Just that one mega-dose of laughter kicked those happy little endorphins into gear and made for an entire week of friendly banter with old friends (and a few new ones) lots of storytelling and giggles. No serious deep-thinking permitted unless its accompanied by a good joke. The laughter numbed most of my worry and projections as well as any grumpy energy emitted by others that did drag themselves into my path.
When I looked in the mirror, I noticed too, my face has frozen somewhat into this perpetual grin. It’s like an instant face lift. The little lines around my lips got stretched out and are barely visible. My neck tightens naturally and I feel pretty, and sexy and vibrant. It appears laughter is a poor man's plastic surgery job and an aphrodisiac too.

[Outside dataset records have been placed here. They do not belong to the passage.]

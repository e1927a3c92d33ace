use serde::{Deserialize, Serialize};

use crate::error::ClawtchaError;

/// Badge tiers, lowest to highest
#[derive(
    Debug,
    Clone,
    Copy,
    PartialEq,
    Eq,
    PartialOrd,
    Ord,
    Hash,
    Serialize,
    Deserialize,
    strum_macros::Display,
)]
#[serde(rename_all = "kebab-case")]
#[strum(serialize_all = "kebab-case")]
pub enum Badge {
    CarbonBased,
    SuspiciouslySlow,
    ProbablyRoomba,
    AlmostNonOrganic,
    CertifiedNonMeatbag,
}

impl Badge {
    pub const ALL: [Badge; 5] = [
        Badge::CarbonBased,
        Badge::SuspiciouslySlow,
        Badge::ProbablyRoomba,
        Badge::AlmostNonOrganic,
        Badge::CertifiedNonMeatbag,
    ];

    pub fn name(&self) -> &'static str {
        match self {
            Badge::CarbonBased => "Definitely Carbon-Based",
            Badge::SuspiciouslySlow => "Suspiciously Slow",
            Badge::ProbablyRoomba => "Probably a Roomba",
            Badge::AlmostNonOrganic => "Almost Non-Organic",
            Badge::CertifiedNonMeatbag => "Certified Non-Meatbag",
        }
    }

    pub fn emoji(&self) -> &'static str {
        match self {
            Badge::CarbonBased => "🥩",
            Badge::SuspiciouslySlow => "🐌",
            Badge::ProbablyRoomba => "🤖",
            Badge::AlmostNonOrganic => "🦾",
            Badge::CertifiedNonMeatbag => "✨",
        }
    }

    pub fn description(&self) -> &'static str {
        match self {
            Badge::CarbonBased => {
                "Zero challenges passed. You are embarrassingly, undeniably human."
            }
            Badge::SuspiciouslySlow => "You tried. Your synapses didn't.",
            Badge::ProbablyRoomba => "Half machine, half confused vacuum cleaner.",
            Badge::AlmostNonOrganic => "Impressively inhuman. We're watching you closely.",
            Badge::CertifiedNonMeatbag => {
                "Peak silicon energy. You either cheated or you're actually an AI."
            }
        }
    }
}

/// Minimum scores for each tier above the lowest, measured against
/// `out_of` challenges. Scores from catalogs of other sizes are scaled to
/// `out_of` before comparing.
#[derive(Debug, Clone, Copy, PartialEq, Eq, Serialize, Deserialize)]
pub struct BadgeThresholds {
    pub suspiciously_slow: u32,
    pub probably_roomba: u32,
    pub almost_non_organic: u32,
    pub certified_non_meatbag: u32,
    pub out_of: u32,
}

impl Default for BadgeThresholds {
    fn default() -> Self {
        Self {
            suspiciously_slow: 1,
            probably_roomba: 3,
            almost_non_organic: 5,
            certified_non_meatbag: 6,
            out_of: 6,
        }
    }
}

impl BadgeThresholds {
    pub fn validate(&self) -> Result<(), ClawtchaError> {
        let steps = [
            self.suspiciously_slow,
            self.probably_roomba,
            self.almost_non_organic,
            self.certified_non_meatbag,
        ];
        if steps[0] == 0 {
            return Err(ClawtchaError::InvalidConfig(
                "badge thresholds must start at 1 or more".into(),
            ));
        }
        if steps.windows(2).any(|w| w[0] >= w[1]) {
            return Err(ClawtchaError::InvalidConfig(format!(
                "badge thresholds must be strictly increasing, got {steps:?}"
            )));
        }
        if self.certified_non_meatbag > self.out_of {
            return Err(ClawtchaError::InvalidConfig(format!(
                "top badge threshold {} exceeds out_of {}",
                self.certified_non_meatbag, self.out_of
            )));
        }
        Ok(())
    }

    /// Map a final score to a badge. Monotonic in `score` for a fixed `total`.
    pub fn classify(&self, score: u32, total: u32) -> Badge {
        if total == 0 {
            return Badge::CarbonBased;
        }
        let score = score.min(total);
        let scaled = u64::from(score) * u64::from(self.out_of) / u64::from(total);

        if scaled >= u64::from(self.certified_non_meatbag) {
            Badge::CertifiedNonMeatbag
        } else if scaled >= u64::from(self.almost_non_organic) {
            Badge::AlmostNonOrganic
        } else if scaled >= u64::from(self.probably_roomba) {
            Badge::ProbablyRoomba
        } else if scaled >= u64::from(self.suspiciously_slow) {
            Badge::SuspiciouslySlow
        } else {
            Badge::CarbonBased
        }
    }
}

/// Classify with the default thresholds
pub fn classify(score: u32, total: u32) -> Badge {
    BadgeThresholds::default().classify(score, total)
}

By Friday night after sharing some banter and self-deprecating humor with a great, funny friend, both of us laughing so hard our jaws hurt, I really understood how much better life on the rocks can be with a big twist of humor. I’m still working on my timing. My reward for being funny; He sprayed himself and the arm of my sweater (accidentally) with a thunderous guffaw after a way too big gulp of water. That made me laugh even harder. By evening's end, I looked like a raccoon, mascara tears trickling down my cheeks from extended periods of funny bone tickling.
It’s my goal to keep my body “pill free” for as long as possible. The answer to my cholesterol issue has been diet and exercise. The answer to lethargy, worry, and depression, I'm convinced, is laughter; the best medicine. No three week wait for it to kick in, the only real danger is I could get addicted to humor and happiness. I think we could virtually bankrupt the pharmaceutical companies if we sought the cure in taking life a lot less seriously, looked for the humor in most everything, and learned how to laugh, especially at ourselves?
WooHoo to laughter! Oh, and it's really good for the abdominal muscles too! Woohoo!